The Y combinator is defined as $$Y=\lambda f.(\lambda x. f (x x))(\lambda x. f (x x))$$ It has the following useful property: $$Y g = g (Y g)$$ for some expression $g$. It can be easily used to implement a recursive function, e.g. factorial:
Y = lambda f : (lambda x : f(lambda v : x(x)(v)))(lambda x : f(lambda v : x(x)(v)))
F = lambda r : lambda n : 1 if n == 0 else n * r(n - 1)
fact = Y(F) # same as F(Y(F)), therefore the r in the body becomes Y(F) which is fact
print(fact(5))
The above code outputs 120, as expected. (The Y combinator in the code differs from the one at the start of the question. This is because the one at the start would cause a recursion depth exception. They are equivalent in the lambda calculus nonetheless)

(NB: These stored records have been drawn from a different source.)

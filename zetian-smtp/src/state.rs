use crate::command::Command;

/// Protocol position of one session.
///
/// `Data` never dispatches commands (the body reader owns the stream) and a
/// closed session has left the loop, so neither appears here; the matrix
/// covers the states in which command lines are read.
#[derive(Debug, Default, Clone, Copy, PartialEq, Eq)]
pub enum State {
    /// Connected, not yet greeted.
    #[default]
    Connected,
    /// EHLO or HELO accepted; no open transaction.
    Greeted,
    /// MAIL FROM accepted; no recipients yet.
    Mail,
    /// At least one RCPT TO accepted; DATA/BDAT may begin.
    Recipient,
}

impl State {
    /// The command matrix. Anything not permitted here is answered with
    /// `503 Bad sequence of commands` and leaves the state untouched.
    ///
    /// STARTTLS and AUTH clear this gate in `Connected`/`Greeted` but are
    /// additionally subject to advertisement rules (certificate present,
    /// TLS gating) enforced by their handlers.
    #[must_use]
    pub const fn permits(self, command: &Command) -> bool {
        match (self, command) {
            // QUIT and NOOP are acceptable at any point between commands
            (_, Command::Quit | Command::Noop) => true,

            // A new greeting is always allowed; mid-transaction it aborts
            // the transaction first
            (_, Command::Helo(_)) => true,

            (Self::Connected | Self::Greeted, Command::StartTls | Command::Auth { .. }) => true,

            (
                Self::Greeted,
                Command::Mail { .. }
                | Command::Rset
                | Command::Vrfy(_)
                | Command::Expn(_)
                | Command::Help(_),
            ) => true,

            (Self::Mail | Self::Recipient, Command::Rcpt { .. } | Command::Rset) => true,
            (Self::Recipient, Command::Data | Command::Bdat { .. }) => true,

            _ => false,
        }
    }

    /// Whether a mail transaction is open.
    #[must_use]
    pub const fn in_transaction(self) -> bool {
        matches!(self, Self::Mail | Self::Recipient)
    }
}

#[cfg(test)]
mod test {
    use super::State;
    use crate::command::Command;

    fn command(line: &str) -> Command {
        Command::parse(line).unwrap()
    }

    #[test]
    fn connected_permits_pre_transaction_commands() {
        let state = State::Connected;
        assert!(state.permits(&command("EHLO a.test")));
        assert!(state.permits(&command("HELO a.test")));
        assert!(state.permits(&command("QUIT")));
        assert!(state.permits(&command("NOOP")));
        assert!(state.permits(&command("STARTTLS")));
        assert!(state.permits(&command("AUTH PLAIN")));

        assert!(!state.permits(&command("MAIL FROM:<a@x.com>")));
        assert!(!state.permits(&command("RCPT TO:<b@y.com>")));
        assert!(!state.permits(&command("DATA")));
        assert!(!state.permits(&command("RSET")));
        assert!(!state.permits(&command("VRFY someone")));
    }

    #[test]
    fn greeted_opens_the_dialogue() {
        let state = State::Greeted;
        assert!(state.permits(&command("MAIL FROM:<a@x.com>")));
        assert!(state.permits(&command("RSET")));
        assert!(state.permits(&command("VRFY someone")));
        assert!(state.permits(&command("HELP")));
        assert!(state.permits(&command("STARTTLS")));
        assert!(state.permits(&command("AUTH PLAIN")));
        assert!(state.permits(&command("EHLO again.test")));

        assert!(!state.permits(&command("RCPT TO:<b@y.com>")));
        assert!(!state.permits(&command("DATA")));
        assert!(!state.permits(&command("BDAT 5")));
    }

    #[test]
    fn transaction_progression() {
        let state = State::Mail;
        assert!(state.permits(&command("RCPT TO:<b@y.com>")));
        assert!(state.permits(&command("RSET")));
        // No recipients yet
        assert!(!state.permits(&command("DATA")));
        assert!(!state.permits(&command("BDAT 5")));
        assert!(!state.permits(&command("MAIL FROM:<a@x.com>")));

        let state = State::Recipient;
        assert!(state.permits(&command("RCPT TO:<c@z.com>")));
        assert!(state.permits(&command("DATA")));
        assert!(state.permits(&command("BDAT 5 LAST")));
        assert!(!state.permits(&command("MAIL FROM:<a@x.com>")));
    }

    #[test]
    fn starttls_and_auth_are_blocked_mid_transaction() {
        for state in [State::Mail, State::Recipient] {
            assert!(!state.permits(&command("STARTTLS")));
            assert!(!state.permits(&command("AUTH PLAIN")));
        }
    }

    #[test]
    fn greeting_is_always_permitted() {
        for state in [
            State::Connected,
            State::Greeted,
            State::Mail,
            State::Recipient,
        ] {
            assert!(state.permits(&command("EHLO client.test")));
        }
    }

    #[test]
    fn transaction_states() {
        assert!(!State::Connected.in_transaction());
        assert!(!State::Greeted.in_transaction());
        assert!(State::Mail.in_transaction());
        assert!(State::Recipient.in_transaction());
    }
}
use core::fmt::{self, Display, Formatter};

use serde::{Deserialize, Serialize};

use crate::address::Address;

/// Body transfer encoding declared via the `BODY` MAIL parameter.
#[derive(Debug, Default, Clone, Copy, PartialEq, Eq, Serialize, Deserialize)]
pub enum BodyType {
    #[default]
    SevenBit,
    EightBitMime,
    BinaryMime,
}

impl Display for BodyType {
    fn fmt(&self, fmt: &mut Formatter<'_>) -> fmt::Result {
        fmt.write_str(match self {
            Self::SevenBit => "7BIT",
            Self::EightBitMime => "8BITMIME",
            Self::BinaryMime => "BINARYMIME",
        })
    }
}

/// The envelope of one mail transaction: reverse-path, forward-paths and the
/// MAIL parameters that shape body reception.
///
/// A `None` sender is the null reverse-path (`<>`), used for bounces.
#[derive(Debug, Default, Clone, Serialize, Deserialize)]
pub struct Envelope {
    sender: Option<Address>,
    recipients: Vec<Address>,
    declared_size: Option<usize>,
    body_type: BodyType,
    utf8: bool,
}

impl Envelope {
    #[must_use]
    pub fn new(sender: Option<Address>) -> Self {
        Self {
            sender,
            ..Self::default()
        }
    }

    #[inline]
    pub const fn sender(&self) -> Option<&Address> {
        self.sender.as_ref()
    }

    #[inline]
    pub fn recipients(&self) -> &[Address] {
        &self.recipients
    }

    pub fn push_recipient(&mut self, recipient: Address) {
        self.recipients.push(recipient);
    }

    #[inline]
    pub const fn declared_size(&self) -> Option<usize> {
        self.declared_size
    }

    pub const fn set_declared_size(&mut self, size: usize) {
        self.declared_size = Some(size);
    }

    #[inline]
    pub const fn body_type(&self) -> BodyType {
        self.body_type
    }

    pub const fn set_body_type(&mut self, body_type: BodyType) {
        self.body_type = body_type;
    }

    /// Whether the client requested SMTPUTF8 handling for this transaction.
    #[inline]
    pub const fn is_utf8(&self) -> bool {
        self.utf8
    }

    pub const fn set_utf8(&mut self, utf8: bool) {
        self.utf8 = utf8;
    }
}
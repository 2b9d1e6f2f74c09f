use core::fmt::{self, Display, Formatter};
use std::net::SocketAddr;

use chrono::{DateTime, Utc};
use serde::{Deserialize, Serialize};

/// How the client introduced itself. `Ehlo` unlocks the extended dialect.
#[derive(Debug, Default, Clone, PartialEq, Eq, Serialize, Deserialize)]
pub enum Greeting {
    #[default]
    None,
    Helo(String),
    Ehlo(String),
}

impl Greeting {
    /// The domain the client greeted with, if it has greeted at all.
    #[must_use]
    pub fn domain(&self) -> Option<&str> {
        match self {
            Self::None => None,
            Self::Helo(domain) | Self::Ehlo(domain) => Some(domain),
        }
    }

    /// Whether EHLO was used, enabling ESMTP extensions.
    #[must_use]
    pub const fn is_extended(&self) -> bool {
        matches!(self, Self::Ehlo(_))
    }
}

impl Display for Greeting {
    fn fmt(&self, f: &mut Formatter<'_>) -> fmt::Result {
        f.write_str(match self {
            Self::None => "",
            Self::Helo(_) => "HELO",
            Self::Ehlo(_) => "EHLO",
        })
    }
}

/// A read-only snapshot of one session, handed to collaborators (message
/// stores, mailbox filters, event listeners) alongside their payload.
#[derive(Debug, Clone, Serialize, Deserialize)]
pub struct SessionInfo {
    /// Process-unique session identifier, stable for the connection lifetime.
    pub id: u64,
    /// Remote endpoint of the connection.
    pub peer: SocketAddr,
    /// Local endpoint the connection was accepted on.
    pub local: SocketAddr,
    /// When the connection was accepted.
    pub accepted_at: DateTime<Utc>,
    /// Whether the transport is TLS (implicit or via STARTTLS).
    pub secure: bool,
    /// Negotiated TLS protocol version, when secure.
    pub tls_protocol: Option<String>,
    /// Negotiated TLS cipher suite, when secure.
    pub tls_cipher: Option<String>,
    /// Authenticated identity, once AUTH has succeeded.
    pub authenticated: Option<String>,
    /// Client greeting state.
    pub greeting: Greeting,
}

impl SessionInfo {
    #[must_use]
    pub const fn is_authenticated(&self) -> bool {
        self.authenticated.is_some()
    }

    /// The protocol token recorded in trace headers: `SMTP` for HELO
    /// sessions, `ESMTP` with `S`/`A` markers for TLS and AUTH.
    #[must_use]
    pub fn protocol(&self) -> &'static str {
        match (
            self.greeting.is_extended(),
            self.secure,
            self.is_authenticated(),
        ) {
            (false, _, _) => "SMTP",
            (true, false, false) => "ESMTP",
            (true, true, false) => "ESMTPS",
            (true, false, true) => "ESMTPA",
            (true, true, true) => "ESMTPSA",
        }
    }
}

#[cfg(test)]
mod test {
    use super::{Greeting, SessionInfo};

    fn info() -> SessionInfo {
        SessionInfo {
            id: 1,
            peer: "127.0.0.1:52000".parse().unwrap(),
            local: "127.0.0.1:25".parse().unwrap(),
            accepted_at: chrono::Utc::now(),
            secure: false,
            tls_protocol: None,
            tls_cipher: None,
            authenticated: None,
            greeting: Greeting::Ehlo("client.test".to_string()),
        }
    }

    #[test]
    fn greeting_domain() {
        assert_eq!(Greeting::None.domain(), None);
        assert_eq!(
            Greeting::Helo("a.example".to_string()).domain(),
            Some("a.example")
        );
        assert!(Greeting::Ehlo("a.example".to_string()).is_extended());
    }

    #[test]
    fn protocol_tokens() {
        let mut info = info();
        assert_eq!(info.protocol(), "ESMTP");

        info.secure = true;
        assert_eq!(info.protocol(), "ESMTPS");

        info.authenticated = Some("alice".to_string());
        assert_eq!(info.protocol(), "ESMTPSA");

        info.secure = false;
        assert_eq!(info.protocol(), "ESMTPA");

        info.greeting = Greeting::Helo("a".to_string());
        assert_eq!(info.protocol(), "SMTP");
    }
}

An alternative method, which is the topic of my question, is as follows:
F = lambda r : lambda n : 1 if n == 0 else n * r(r)(n - 1)
fact = F(F) # r gets substituted with F, therefore the expression in the body becomes F(F) which is fact
print(fact(5))
This once again outputs 120, but is more readable and straightforward in my opinion.
If the second method works, then what is the point of using the Y combinator? Wikipedia says this about the second method:
…The self-application achieves replication here, passing the function's lambda expression on to the next invocation as an argument value, making it available to be referenced and called there.
This solves it but requires re-writing each recursive call as self-application. We would like to have a generic solution, without a need for any re-writes:…
It then proposes the first method as a better solution. What do they mean by generic solution?